The answer must consist of each line below that contains the string "CancellationToken".
[Start of Attachment]
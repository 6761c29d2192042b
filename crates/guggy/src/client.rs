// Copyright (c) 2025 Geoffrey Huntley <ghuntley@ghuntley.com>. All rights
// reserved. SPDX-License-Identifier: Proprietary

//! Guggy search client implementation.

use std::sync::{Arc, PoisonError, RwLock};
use std::time::Duration;

use bytes::Bytes;
use http::header::CONTENT_TYPE;
use http::Method;
use tokio_util::sync::CancellationToken;
use tracing::{debug, error, instrument, trace, warn};

use crate::config::{require_api_key_env, API_KEY_ENV};
use crate::error::{GuggyError, Result};
use crate::key::ApiKey;
use crate::transport::{self, ReqwestTransport, Transport, DEFAULT_REQUEST_TIMEOUT};
use crate::types::{SearchRequest, SearchResponse, WireRequest};

pub const DEFAULT_BASE_URL: &str = "https://text2gif.guggy.com/v2";
const SEARCH_PATH: &str = "/guggify";
const API_KEY_HEADER: &str = "apiKey";

/// Client for the Guggy text-to-GIF API.
///
/// Cloning is cheap and clones share configuration: a key rotated through one
/// handle is used by every other handle on its next search.
#[derive(Debug, Clone)]
pub struct SearchClient {
	inner: Arc<RwLock<ClientState>>,
}

#[derive(Debug)]
struct ClientState {
	api_key: ApiKey,
	base_url: String,
	transport: Arc<dyn Transport>,
}

/// What one search needs from the shared state, taken under a single read.
struct Snapshot {
	api_key: ApiKey,
	url: String,
	transport: Arc<dyn Transport>,
}

/// Builder for constructing a [`SearchClient`].
#[derive(Debug)]
pub struct SearchClientBuilder {
	api_key: Option<String>,
	base_url: Option<String>,
	request_timeout: Duration,
	user_agent: Option<String>,
	transport: Option<Arc<dyn Transport>>,
}

impl SearchClientBuilder {
	pub fn new() -> Self {
		Self {
			api_key: None,
			base_url: None,
			request_timeout: DEFAULT_REQUEST_TIMEOUT,
			user_agent: None,
			transport: None,
		}
	}

	/// Sets the API key. Required.
	pub fn api_key(mut self, key: impl Into<String>) -> Self {
		self.api_key = Some(key.into());
		self
	}

	/// Sets a custom base URL for the API (useful for testing).
	pub fn base_url(mut self, url: impl Into<String>) -> Self {
		self.base_url = Some(url.into());
		self
	}

	/// Sets the timeout of the default transport.
	///
	/// Ignored when a custom transport is supplied.
	pub fn request_timeout(mut self, timeout: Duration) -> Self {
		self.request_timeout = timeout;
		self
	}

	/// Sets the User-Agent of the default transport.
	///
	/// Ignored when a custom transport is supplied.
	pub fn user_agent(mut self, user_agent: impl Into<String>) -> Self {
		self.user_agent = Some(user_agent.into());
		self
	}

	/// Uses `transport` instead of the default `reqwest` one.
	pub fn transport(mut self, transport: impl Transport + 'static) -> Self {
		self.transport = Some(Arc::new(transport));
		self
	}

	pub fn build(self) -> Result<SearchClient> {
		let api_key = self
			.api_key
			.ok_or_else(|| GuggyError::config("expecting a non-blank API key"))?;
		let api_key = ApiKey::new(api_key)?;

		let transport = match self.transport {
			Some(transport) => transport,
			None => Arc::new(ReqwestTransport::with_options(
				self.request_timeout,
				self.user_agent.unwrap_or_else(transport::user_agent),
			)?),
		};

		let base_url = normalize_base_url(self.base_url.as_deref().unwrap_or(DEFAULT_BASE_URL));
		debug!(base_url = %base_url, "Guggy client initialized");

		Ok(SearchClient {
			inner: Arc::new(RwLock::new(ClientState {
				api_key,
				base_url,
				transport,
			})),
		})
	}
}

impl Default for SearchClientBuilder {
	fn default() -> Self {
		Self::new()
	}
}

impl SearchClient {
	/// Creates a client with the given API key and the default transport.
	pub fn new(api_key: impl Into<String>) -> Result<Self> {
		Self::builder().api_key(api_key).build()
	}

	/// Creates a client from `GUGGY_API_KEY` (or `GUGGY_API_KEY_FILE`).
	pub fn from_env() -> Result<Self> {
		Self::from_env_var(API_KEY_ENV)
	}

	/// Creates a client from a caller-chosen environment variable.
	pub fn from_env_var(var: &str) -> Result<Self> {
		let api_key = require_api_key_env(var)?;
		Self::new(api_key.expose())
	}

	pub fn builder() -> SearchClientBuilder {
		SearchClientBuilder::new()
	}

	/// Replaces the transport used by subsequent searches.
	///
	/// Searches already in flight keep the transport they started with.
	pub fn set_transport(&self, transport: impl Transport + 'static) {
		self.write().transport = Arc::new(transport);
	}

	/// Replaces the API key used by subsequent searches.
	///
	/// A blank key is rejected and the current key is kept.
	pub fn set_api_key(&self, key: impl Into<String>) -> Result<()> {
		let api_key = ApiKey::new(key)?;
		self.write().api_key = api_key;
		debug!("Guggy API key rotated");
		Ok(())
	}

	/// Replaces the base URL used by subsequent searches.
	pub fn set_base_url(&self, url: impl Into<String>) {
		self.write().base_url = normalize_base_url(&url.into());
	}

	pub fn base_url(&self) -> String {
		self.read().base_url.clone()
	}

	/// Performs a search, waiting until the transport completes or fails.
	#[instrument(skip(self, request), fields(lang = ?request.language))]
	pub async fn search(&self, request: &SearchRequest) -> Result<SearchResponse> {
		self.search_inner(request).await
	}

	/// Performs a search that is aborted when `token` is cancelled.
	#[instrument(skip(self, request, token), fields(lang = ?request.language))]
	pub async fn search_with_cancellation(
		&self,
		request: &SearchRequest,
		token: &CancellationToken,
	) -> Result<SearchResponse> {
		tokio::select! {
			biased;
			_ = token.cancelled() => {
				warn!("Search cancelled by caller");
				Err(GuggyError::Cancelled)
			}
			result = self.search_inner(request) => result,
		}
	}

	/// Performs a search that is aborted once `timeout` has elapsed.
	#[instrument(skip(self, request), fields(lang = ?request.language))]
	pub async fn search_with_timeout(
		&self,
		request: &SearchRequest,
		timeout: Duration,
	) -> Result<SearchResponse> {
		match tokio::time::timeout(timeout, self.search_inner(request)).await {
			Ok(result) => result,
			Err(_) => {
				warn!(?timeout, "Search deadline exceeded");
				Err(GuggyError::DeadlineExceeded(timeout))
			}
		}
	}

	async fn search_inner(&self, request: &SearchRequest) -> Result<SearchResponse> {
		if request.query.trim().is_empty() {
			return Err(GuggyError::Validation(
				"expecting a non-blank query".to_string(),
			));
		}

		let body = serde_json::to_vec(&WireRequest::from(request)).map_err(GuggyError::Encode)?;
		let snapshot = self.snapshot();

		let http_request = http::Request::builder()
			.method(Method::POST)
			.uri(&snapshot.url)
			.header(CONTENT_TYPE, "application/json")
			.header(API_KEY_HEADER, snapshot.api_key.expose())
			.body(Bytes::from(body))?;

		debug!(url = %snapshot.url, "Sending search request to Guggy");
		trace!(query = %request.query, "Search parameters");

		let response = snapshot
			.transport
			.execute(http_request)
			.await
			.map_err(GuggyError::Network)?;

		let status = response.status();
		debug!(status = %status, "Received response from Guggy");

		if !status.is_success() {
			error!(status = status.as_u16(), "Guggy API error");
			return Err(GuggyError::Status { status });
		}

		let body = response.into_body();
		trace!(body = %String::from_utf8_lossy(&body), "Response body");

		let response: SearchResponse = serde_json::from_slice(&body).map_err(|e| {
			error!(error = %e, "Failed to parse Guggy response");
			GuggyError::Decode(e)
		})?;

		if response.is_empty() {
			error!("Guggy returned a blank response");
			return Err(GuggyError::EmptyResponse);
		}

		debug!(
			request_id = %response.request_id,
			gif_count = response.gifs.len(),
			sticker_count = response.stickers.len(),
			"Search completed successfully"
		);

		Ok(response)
	}

	fn snapshot(&self) -> Snapshot {
		let state = self.read();
		Snapshot {
			api_key: state.api_key.clone(),
			url: format!("{}{SEARCH_PATH}", state.base_url),
			transport: Arc::clone(&state.transport),
		}
	}

	// The state is always left valid, so a poisoned lock is safe to reuse.
	fn read(&self) -> std::sync::RwLockReadGuard<'_, ClientState> {
		self.inner.read().unwrap_or_else(PoisonError::into_inner)
	}

	fn write(&self) -> std::sync::RwLockWriteGuard<'_, ClientState> {
		self.inner.write().unwrap_or_else(PoisonError::into_inner)
	}
}

fn normalize_base_url(url: &str) -> String {
	url.trim_end_matches('/').to_string()
}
[End of Attachment]
[SOLVED EXERCISE]
use tokio_util::sync::CancellationToken;
		token: &CancellationToken,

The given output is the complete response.